Search is a critical element for OpenGeoPortal. Results must be properly ranked, complete and returned quickly. There are two approaches we can take. The traditional solution uses SQL. The layer meta data is put into a relational database. SQL queries run against the table and the results are displayed. Often the SQL query, using "ORDER BY", ranks the layers and determines the order layers are displayed. Another potential approach is to use more modern search technology. There are open source solutions (
Lucene) and
Solr) we might integrate.
What are the advantages of using Solr/Lucene? It has built in support for GIS data include geodetic coordinates, geohashes, bounding boxes and spacial hierarchies. Distances can be calculated in several coordinate systems including euclidean, great circle and Manhattan. It has built in support for advanced search features. Synonyms and misspellings are added by putting them into a configuration file. Likewise, words to ignore can be added by editing another configuration file. Ranking supports different weights on both specific layers and individual meta data fields. Weights are modified via configuration files, not changing code. Results can be both ranked and grouped. Results are available in multiple formats including XML and JSON.

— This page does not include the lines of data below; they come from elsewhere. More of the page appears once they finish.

use std::collections::HashMap;

use crate::models::QuizQuestion;

/// The user's selected option per question id. Re-selecting a question
/// replaces the earlier choice; only the latest selection counts.
#[derive(Debug, Clone, Default)]
pub struct AnswerSheet {
    selected: HashMap<String, String>,
}

impl AnswerSheet {
    pub fn new() -> Self {
        Self::default()
    }

    pub fn select(&mut self, question_id: &str, option: &str) {
        self.selected
            .insert(question_id.to_string(), option.to_string());
    }

    pub fn selection(&self, question_id: &str) -> Option<&str> {
        self.selected.get(question_id).map(String::as_str)
    }

    pub fn answered(&self) -> usize {
        self.selected.len()
    }

    pub fn clear(&mut self) {
        self.selected.clear();
    }
}

#[derive(Debug, Clone, Copy, PartialEq, Eq)]
pub struct QuizScore {
    pub correct: u32,
    pub total: u32,
    /// `round(100 * correct / total)`.
    pub percent: u32,
}

/// Score a quiz locally against the correct answers already fetched.
/// Returns `None` for an empty quiz; submission must not be invoked then.
pub fn score(questions: &[QuizQuestion], sheet: &AnswerSheet) -> Option<QuizScore> {
    if questions.is_empty() {
        return None;
    }

    let correct = questions
        .iter()
        .filter(|q| sheet.selection(&q.id) == Some(q.correct_answer.as_str()))
        .count() as u32;
    let total = questions.len() as u32;
    let percent = (100.0 * f64::from(correct) / f64::from(total)).round() as u32;

    Some(QuizScore {
        correct,
        total,
        percent,
    })
}

#[cfg(test)]
mod tests {
    use super::*;
    use chrono::NaiveDateTime;

    fn question(id: &str, options: &[&str], correct: &str) -> QuizQuestion {
        QuizQuestion {
            id: id.to_string(),
            quiz_id: "quiz-1".to_string(),
            question: format!("Question {id}?"),
            options: options.iter().map(|s| s.to_string()).collect(),
            correct_answer: correct.to_string(),
            created_at: NaiveDateTime::MIN,
        }
    }

    #[test]
    fn latest_selection_wins() {
        let mut sheet = AnswerSheet::new();
        sheet.select("q-1", "A");
        sheet.select("q-1", "B");
        assert_eq!(sheet.selection("q-1"), Some("B"));
        assert_eq!(sheet.answered(), 1);
    }

    #[test]
    fn empty_quiz_is_not_scored() {
        assert_eq!(score(&[], &AnswerSheet::new()), None);
    }

    #[test]
    fn counts_exact_answer_matches() {
        let questions = vec![
            question("q-1", &["A", "B"], "B"),
            question("q-2", &["A", "B", "C"], "A"),
            question("q-3", &["Yes", "No"], "No"),
        ];

        let mut sheet = AnswerSheet::new();
        sheet.select("q-1", "B"); // correct
        sheet.select("q-2", "C"); // wrong
                                  // q-3 left unanswered

        let result = score(&questions, &sheet).unwrap();
        assert_eq!(result.correct, 1);
        assert_eq!(result.total, 3);
        assert_eq!(result.percent, 33);
    }

    #[test]
    fn matches_reference_computation() {
        // Reference: count of questions whose mapped answer equals the
        // correct answer, percent = round(100 * correct / total).
        let questions: Vec<QuizQuestion> = (0..7)
            .map(|i| question(&format!("q-{i}"), &["A", "B"], if i % 2 == 0 { "A" } else { "B" }))
            .collect();

        let mut sheet = AnswerSheet::new();
        for q in &questions {
            sheet.select(&q.id, "A");
        }

        let reference_correct = questions
            .iter()
            .filter(|q| sheet.selection(&q.id) == Some(q.correct_answer.as_str()))
            .count() as u32;
        let reference_percent =
            (100.0 * f64::from(reference_correct) / questions.len() as f64).round() as u32;

        let result = score(&questions, &sheet).unwrap();
        assert_eq!(result.correct, reference_correct);
        assert_eq!(result.percent, reference_percent);
        assert_eq!(result.correct, 4);
        assert_eq!(result.percent, 57);
    }

    #[test]
    fn perfect_single_question_quiz() {
        let questions = vec![question("q-1", &["A", "B"], "B")];
        let mut sheet = AnswerSheet::new();
        sheet.select("q-1", "B");

        let result = score(&questions, &sheet).unwrap();
        assert_eq!(result.correct, 1);
        assert_eq!(result.total, 1);
        assert_eq!(result.percent, 100);
    }
}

The biggest disadvantage is somebody has to learn a lot about Solr and write some ingest code. I think I'm up for that.
Grant Ingersoll wrote a nice
paper discussing using Solr with GIS data.
A few parting comments. First, people building high-end search solutions today don't look to SQL like they used to. Search solutions often include data repositories optimized for search, not relying on legacy data stores designed for transaction based read/write operations. That makes me wonder if we should build our search solution based on a SQL database. Second, I think the days are numbered for people creating their own search solution. Maybe we're not quite there yet, but as a function of time, programmers will increasing rely on integrating existing search solutions. It happened for hashtables and data repositories, it is now happening for search.
What do you think? Should we consider it? Is the technology mature enough? Does its Java/Tomcat infrastructure make it easy enough for us to deal with and integrate? Do we envision an search that relies on ESRI SDE that could not be replicated in Solr?